● What to produce
Transcribe the listing below from its opening line up to and including the line that contains "pub enum RecordError"; reproduce nothing else.
+++
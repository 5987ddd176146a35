//! Canonical search records and URL normalization.
//!
//! Every source (tab, bookmark, history entry, search engine) is mapped into
//! one [`SearchResultItem`] shape before it reaches the index, the scorer or
//! the ranker.

pub mod browser;

use std::fmt;
use std::str::FromStr;
use std::time::{SystemTime, UNIX_EPOCH};

use serde::{Deserialize, Serialize};
use thiserror::Error;

/// Errors that can occur when handling records.
#[derive(Debug, Error, PartialEq, Eq)]
pub enum RecordError {
    #[error("Search result type \"{0}\" not supported")]
    UnsupportedType(String),
}

/// The source a record was normalized from.
#[derive(Debug, Clone, Copy, PartialEq, Eq, Hash, Serialize, Deserialize)]
#[serde(rename_all = "lowercase")]
pub enum ResultType {
    Tab,
    Bookmark,
    History,
    /// A search engine template filled in with the query.
    Search,
}

impl ResultType {
    #[must_use]
    pub fn as_str(self) -> &'static str {
        match self {
            ResultType::Tab => "tab",
            ResultType::Bookmark => "bookmark",
            ResultType::History => "history",
            ResultType::Search => "search",
        }
    }
}

impl fmt::Display for ResultType {
    fn fmt(&self, f: &mut fmt::Formatter<'_>) -> fmt::Result {
        f.write_str(self.as_str())
    }
}

impl FromStr for ResultType {
    type Err = RecordError;

    fn from_str(s: &str) -> Result<Self, Self::Err> {
        match s {
            "tab" => Ok(ResultType::Tab),
            "bookmark" => Ok(ResultType::Bookmark),
            "history" => Ok(ResultType::History),
            "search" => Ok(ResultType::Search),
            other => Err(RecordError::UnsupportedType(other.to_string())),
        }
    }
}

/// A normalized candidate record.
///
/// `search_score` is set by a match index and `score` by the scorer; both are
/// only meaningful within a single search pass.
#[derive(Debug, Clone, PartialEq, Serialize, Deserialize)]
#[serde(rename_all = "camelCase")]
pub struct SearchResultItem {
    #[serde(rename = "type")]
    pub kind: ResultType,
    #[serde(default, skip_serializing_if = "Option::is_none")]
    pub title: Option<String>,
    /// Normalized URL used for matching and display.
    pub url: String,
    /// URL used for opening, only the trailing slash is trimmed.
    pub original_url: String,
    /// Source specific identifier. Not unique across types.
    #[serde(default, skip_serializing_if = "Option::is_none")]
    pub original_id: Option<String>,
    #[serde(default, skip_serializing_if = "Option::is_none")]
    pub fav_icon_url: Option<String>,
    /// Bookmark tags, `None` when tag display is off.
    #[serde(default, skip_serializing_if = "Option::is_none")]
    pub tags: Option<Vec<String>>,
    /// Ancestor folder trail, `None` when folder display is off.
    #[serde(default, skip_serializing_if = "Option::is_none")]
    pub folder: Option<Vec<String>>,
    #[serde(default, skip_serializing_if = "Option::is_none")]
    pub visit_count: Option<u32>,
    /// Human readable time since the last visit.
    #[serde(default, skip_serializing_if = "Option::is_none")]
    pub last_visit: Option<String>,
    #[serde(default, skip_serializing_if = "Option::is_none")]
    pub last_visit_seconds_ago: Option<f64>,
    /// Unix timestamp in milliseconds.
    #[serde(default, skip_serializing_if = "Option::is_none")]
    pub date_added: Option<f64>,
    #[serde(default, skip_serializing_if = "Option::is_none")]
    pub search_score: Option<f64>,
    #[serde(default)]
    pub score: f64,
}

impl SearchResultItem {
    /// Create a record with both URL forms derived from `raw_url`.
    #[must_use]
    pub fn new(kind: ResultType, title: Option<String>, raw_url: &str) -> Self {
        Self {
            kind,
            title,
            url: clean_up_url(raw_url),
            original_url: trim_trailing_slash(raw_url).to_string(),
            original_id: None,
            fav_icon_url: None,
            tags: None,
            folder: None,
            visit_count: None,
            last_visit: None,
            last_visit_seconds_ago: None,
            date_added: None,
            search_score: None,
            score: 0.0,
        }
    }

    /// Tags rendered as `#a #b`.
    #[must_use]
    pub fn tags_text(&self) -> Option<String> {
        self.tags.as_ref().map(|tags| join_prefixed(tags, '#'))
    }

    /// Folder trail rendered as `~a ~b`.
    #[must_use]
    pub fn folder_text(&self) -> Option<String> {
        self.folder.as_ref().map(|folders| join_prefixed(folders, '~'))
    }

    #[must_use]
    pub fn title_lower(&self) -> Option<String> {
        self.title.as_ref().map(|t| t.to_lowercase())
    }
}

fn join_prefixed(values: &[String], prefix: char) -> String {
    values
        .iter()
        .map(|v| format!("{prefix}{v}"))
        .collect::<Vec<_>>()
        .join(" ")
}

/// Normalize a URL for matching: lower-case, without scheme, `www.` or
/// trailing slashes.
///
/// Repeated prefixes are all stripped so that the function is idempotent.
#[must_use]
pub fn clean_up_url(url: &str) -> String {
    let lower = url.to_lowercase();
    let mut rest = lower.as_str();

    loop {
        let stripped = rest
            .strip_prefix("https://")
            .or_else(|| rest.strip_prefix("http://"))
            .or_else(|| rest.strip_prefix("www."));
        match stripped {
            Some(s) => rest = s,
            None => break,
        }
    }

    rest.trim_end_matches('/').to_string()
}

/// Remove a single trailing slash.
#[must_use]
pub fn trim_trailing_slash(url: &str) -> &str {
    url.strip_suffix('/').unwrap_or(url)
}

/// Current time as Unix milliseconds.
#[must_use]
pub fn now_millis() -> f64 {
    let elapsed = SystemTime::now()
        .duration_since(UNIX_EPOCH)
        .unwrap_or_default();
    elapsed.as_secs_f64() * 1000.0
}

/// Human readable duration for an age given in seconds.
#[must_use]
pub fn time_since(seconds: f64) -> String {
    const UNITS: [(f64, &str); 5] = [
        (31_536_000.0, "years"),
        (2_592_000.0, "months"),
        (86_400.0, "days"),
        (3_600.0, "hours"),
        (60.0, "minutes"),
    ];

    for (unit, label) in UNITS {
        let interval = seconds / unit;
        if interval > 1.0 {
            return format!("{} {label}", interval.floor());
        }
    }

    format!("{} seconds", seconds.max(0.0).floor())
}
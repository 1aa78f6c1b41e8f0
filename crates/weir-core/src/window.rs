//! Sliding window that turns out-of-order confirmation into in-order
//! release.
//!
//! Many workers process a strictly ordered offset stream in parallel and
//! confirm offsets in whatever order they finish; one consumer reads the
//! offsets back in exactly the order they were admitted. The window is a
//! fixed power-of-two ring: a slot is unconfirmed from the moment its
//! offset is written until some worker confirms it, and the read cursor
//! only ever moves across confirmed slots, so the reader observes a
//! gap-free sequence.
//!
//! A confirmed slot stores its own offset value (self-tag). Writes are
//! strictly sequential and the ring is bounded, so no two live slots at the
//! same index can hold the same offset; the self-tag therefore doubles as
//! the generation marker and no separate valid bit is needed.
//!
//! Threading contract: one writer, one reader, any number of confirmers.
//! Contract violations - confirming outside the window, writing an offset
//! ahead of the cursor - are caller bugs and panic. The window is
//! freestanding and synchronous: one mutex guards the ring and the
//! condition variable, cursor loads go through atomics so [`read_pos`] and
//! [`write_pos`] never touch the lock.
//!
//! [`read_pos`]: OffsetWindow::read_pos
//! [`write_pos`]: OffsetWindow::write_pos

use parking_lot::{Condvar, Mutex};
use std::sync::atomic::{AtomicU64, Ordering};

/// Slot marker for an admitted-but-unconfirmed offset.
const UNCONFIRMED: u64 = u64::MAX;

/// Ring-buffer coordinator for parallel processing of an ordered offset
/// stream. See the module docs for the full contract.
pub struct OffsetWindow {
    ring: Mutex<Box<[u64]>>,
    cond: Condvar,
    len: u64,
    mask: u64,
    /// Next offset to be written. Always `>= r_pos`.
    w_pos: AtomicU64,
    /// Next offset to be released to the reader.
    r_pos: AtomicU64,
}

impl OffsetWindow {
    /// Create a window of `len` slots starting at `next_pos`.
    ///
    /// # Panics
    ///
    /// Panics unless `len` is a non-zero power of two.
    pub fn new(len: u64, next_pos: u64) -> Self {
        assert!(
            len > 0 && len & (len - 1) == 0,
            "window length must be a power of two, got {len}"
        );

        Self {
            ring: Mutex::new(vec![UNCONFIRMED; len as usize].into_boxed_slice()),
            cond: Condvar::new(),
            len,
            mask: len - 1,
            w_pos: AtomicU64::new(next_pos),
            r_pos: AtomicU64::new(next_pos),
        }
    }

    /// Admit the next offset to the ring, blocking while the window is
    /// full. Single-writer only.
    ///
    /// An offset below the write cursor is a duplicate delivery and is
    /// silently ignored.
    ///
    /// # Panics
    ///
    /// Panics when `offset` is ahead of the write cursor - that gap means
    /// the caller lost data.
    pub fn write(&self, offset: u64) {
        let expected = self.w_pos.load(Ordering::Acquire);
        if offset < expected {
            return;
        }
        assert!(
            offset == expected,
            "offset gap on write: expected {expected}, got {offset}"
        );

        let mut ring = self.ring.lock();
        while self.w_pos.load(Ordering::Relaxed) - self.r_pos.load(Ordering::Relaxed) == self.len {
            self.cond.wait(&mut ring);
        }

        ring[(offset & self.mask) as usize] = UNCONFIRMED;
        self.w_pos.store(offset + 1, Ordering::Release);
        self.cond.notify_all();
    }

    /// Mark a previously written offset as processed. Safe to call from any
    /// number of threads.
    ///
    /// # Panics
    ///
    /// Panics when `offset` lies outside `[read_pos, write_pos)` - either
    /// it was never written or it has already been released.
    pub fn confirm(&self, offset: u64) {
        let w = self.w_pos.load(Ordering::Acquire);
        let r = self.r_pos.load(Ordering::Acquire);
        assert!(
            offset < w,
            "confirm of unwritten offset {offset} (write cursor {w}, read cursor {r})"
        );
        assert!(
            offset >= r,
            "confirm of released offset {offset} (write cursor {w}, read cursor {r})"
        );

        let mut ring = self.ring.lock();
        ring[(offset & self.mask) as usize] = offset;
        self.cond.notify_all();
    }

    /// Release the next confirmed offset, blocking until it has been both
    /// written and confirmed. Single-reader only.
    pub fn read(&self) -> u64 {
        let next = self.r_pos.load(Ordering::Acquire);

        let mut ring = self.ring.lock();
        while !(self.w_pos.load(Ordering::Relaxed) > next
            && ring[(next & self.mask) as usize] == next)
        {
            self.cond.wait(&mut ring);
        }

        self.r_pos.store(next + 1, Ordering::Release);
        self.cond.notify_all();
        next
    }

    /// Non-blocking [`read`](OffsetWindow::read): `None` when the window is
    /// empty or the next offset has not been confirmed yet.
    pub fn try_read(&self) -> Option<u64> {
        if self.len() == 0 {
            return None;
        }

        let mut ring = self.ring.lock();
        let next = self.r_pos.load(Ordering::Relaxed);
        if self.w_pos.load(Ordering::Relaxed) == next
            || ring[(next & self.mask) as usize] != next
        {
            return None;
        }

        self.r_pos.store(next + 1, Ordering::Release);
        self.cond.notify_all();
        Some(next)
    }

    /// Next offset to be released.
    pub fn read_pos(&self) -> u64 {
        self.r_pos.load(Ordering::Acquire)
    }

    /// Next offset to be written.
    pub fn write_pos(&self) -> u64 {
        self.w_pos.load(Ordering::Acquire)
    }

    /// Offsets currently held in the window (written, not yet released).
    pub fn len(&self) -> u64 {
        let w = self.w_pos.load(Ordering::Acquire);
        let r = self.r_pos.load(Ordering::Acquire);
        w.saturating_sub(r)
    }

    /// Whether the window currently holds no offsets.
    pub fn is_empty(&self) -> bool {
        self.len() == 0
    }

    /// Slot count.
    pub fn capacity(&self) -> u64 {
        self.len
    }
}
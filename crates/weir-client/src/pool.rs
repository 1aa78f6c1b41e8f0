//! Idle-connection free list for one partition.
//!
//! The pool is a free list, not a bounded resource: dispatch concurrency is
//! enforced upstream by the partition pipeline's semaphore, so `get` never
//! blocks and the pool may transiently hold more connections than the
//! concurrency cap during reconfiguration without deadlocking anyone.

use parking_lot::Mutex;
use std::time::Duration;

use crate::connection::Connection;

/// Idle connections older than this are dropped on the next checkout, well
/// ahead of server-side idle closes that would leave a half-open socket.
const IDLE_TIMEOUT: Duration = Duration::from_secs(9 * 60);

pub struct ConnectionPool {
    idles: Mutex<Vec<Connection>>,
    brokers: Vec<String>,
    topic: String,
    partition: u32,
}

impl ConnectionPool {
    pub fn new(brokers: Vec<String>, topic: String, partition: u32) -> Self {
        Self {
            idles: Mutex::new(Vec::new()),
            brokers,
            topic,
            partition,
        }
    }

    /// Hand out an idle connection, evicting stale ones first. When none
    /// remain, a fresh not-yet-connected connection bound to this
    /// partition; `write_must` connects lazily on first use.
    pub fn get(&self) -> Connection {
        let mut idles = self.idles.lock();

        idles.retain_mut(|conn| {
            if conn.last_write().elapsed() > IDLE_TIMEOUT {
                conn.close();
                false
            } else {
                true
            }
        });

        idles.pop().unwrap_or_else(|| {
            Connection::new(self.brokers.clone(), self.topic.clone(), self.partition)
        })
    }

    /// Return a connection to the idle set. A connection that was never
    /// connected is accepted back too; it costs nothing until checked out
    /// again.
    pub fn put(&self, conn: Connection) {
        self.idles.lock().push(conn);
    }

    /// Number of idle connections currently held.
    pub fn idle_count(&self) -> usize {
        self.idles.lock().len()
    }
}

#[cfg(test)]
mod tests {
    use super::*;
    use std::time::Instant;

    fn pool() -> ConnectionPool {
        ConnectionPool::new(vec!["127.0.0.1:9092".into()], "orders".into(), 0)
    }

    #[test]
    fn test_get_hands_out_fresh_connection_when_empty() {
        let pool = pool();
        let conn = pool.get();
        assert_eq!(pool.idle_count(), 0);
        pool.put(conn);
        assert_eq!(pool.idle_count(), 1);
    }

    #[test]
    fn test_returned_connection_is_reused() {
        let pool = pool();
        pool.put(pool.get());
        let _conn = pool.get();
        assert_eq!(pool.idle_count(), 0);
    }

    #[test]
    fn test_stale_idle_connection_is_evicted() {
        let pool = pool();

        // Monotonic clocks on a freshly booted machine may not reach back
        // ten minutes; skip rather than underflow.
        let Some(stale_at) = Instant::now().checked_sub(IDLE_TIMEOUT + Duration::from_secs(1))
        else {
            return;
        };

        let mut stale = pool.get();
        stale.set_last_write(stale_at);
        pool.put(stale);
        pool.put(pool.get());
        assert_eq!(pool.idle_count(), 2);

        // Checkout evicts the stale one and hands out the survivor.
        let _conn = pool.get();
        assert_eq!(pool.idle_count(), 0);
    }

    #[test]
    fn test_unconnected_connection_roundtrip_is_harmless() {
        let pool = pool();
        let conn = pool.get();
        pool.put(conn);
        let _again = pool.get();
    }
}
//! Deadline-bounded polling.

use std::time::{Duration, Instant};

/// Poll `predicate` until it returns true or `max_wait` elapses, sleeping
/// `interval` between polls.
///
/// The predicate runs at least once, so a zero `max_wait` still gives it a
/// single shot. Returns whether the predicate ever returned true.
pub async fn wait_for<F>(mut predicate: F, max_wait: Duration, interval: Duration) -> bool
where
    F: FnMut() -> bool,
{
    let deadline = Instant::now() + max_wait;
    loop {
        if predicate() {
            return true;
        }
        if Instant::now() >= deadline {
            return false;
        }
        tokio::time::sleep(interval).await;
    }
}
//! Serde helpers for `bytes::Bytes` fields.
//!
//! Plain derives serialize `Bytes` element by element; routing through
//! `serde_bytes` keeps payloads as contiguous byte strings on the binary
//! formats the writer speaks.

use bytes::Bytes;
use serde::{Deserialize, Deserializer, Serializer};

/// For `Bytes` fields: `#[serde(with = "bytes_serde")]`.
pub mod bytes_serde {
    use super::*;

    pub fn serialize<S>(val: &Bytes, serializer: S) -> Result<S::Ok, S::Error>
    where
        S: Serializer,
    {
        serde_bytes::serialize(&val[..], serializer)
    }

    pub fn deserialize<'de, D>(deserializer: D) -> Result<Bytes, D::Error>
    where
        D: Deserializer<'de>,
    {
        let buf = serde_bytes::ByteBuf::deserialize(deserializer)?;
        Ok(Bytes::from(buf.into_vec()))
    }
}

/// For `Option<Bytes>` fields: `#[serde(with = "option_bytes_serde")]`.
pub mod option_bytes_serde {
    use super::*;

    pub fn serialize<S>(val: &Option<Bytes>, serializer: S) -> Result<S::Ok, S::Error>
    where
        S: Serializer,
    {
        match val {
            Some(v) => serializer.serialize_some(&serde_bytes::Bytes::new(&v[..])),
            None => serializer.serialize_none(),
        }
    }

    pub fn deserialize<'de, D>(deserializer: D) -> Result<Option<Bytes>, D::Error>
    where
        D: Deserializer<'de>,
    {
        let buf: Option<serde_bytes::ByteBuf> = Deserialize::deserialize(deserializer)?;
        Ok(buf.map(|b| Bytes::from(b.into_vec())))
    }
}

#[cfg(test)]
mod tests {
    use crate::Message;

    #[test]
    fn test_message_bincode_roundtrip() {
        let msg = Message::with_key("k", "payload").add_header("trace", vec![7]);
        let encoded = bincode::serialize(&msg).unwrap();
        let restored: Message = bincode::deserialize(&encoded).unwrap();
        assert_eq!(restored, msg);
    }

    #[test]
    fn test_keyless_message_roundtrip() {
        let msg = Message::new("payload");
        let encoded = bincode::serialize(&msg).unwrap();
        let restored: Message = bincode::deserialize(&encoded).unwrap();
        assert!(restored.key.is_none());
        assert_eq!(restored, msg);
    }

    #[test]
    fn test_empty_value_roundtrip() {
        let msg = Message::new("");
        let encoded = bincode::serialize(&msg).unwrap();
        let restored: Message = bincode::deserialize(&encoded).unwrap();
        assert!(restored.value.is_empty());
    }
}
+++
● Result of the exercise
repository 5987ddd176146a35
//! Canonical search records and URL normalization.
//!
//! Every source (tab, bookmark, history entry, search engine) is mapped into
//! one [`SearchResultItem`] shape before it reaches the index, the scorer or
//! the ranker.

pub mod browser;

use std::fmt;
use std::str::FromStr;
use std::time::{SystemTime, UNIX_EPOCH};

use serde::{Deserialize, Serialize};
use thiserror::Error;

/// Errors that can occur when handling records.
#[derive(Debug, Error, PartialEq, Eq)]
pub enum RecordError {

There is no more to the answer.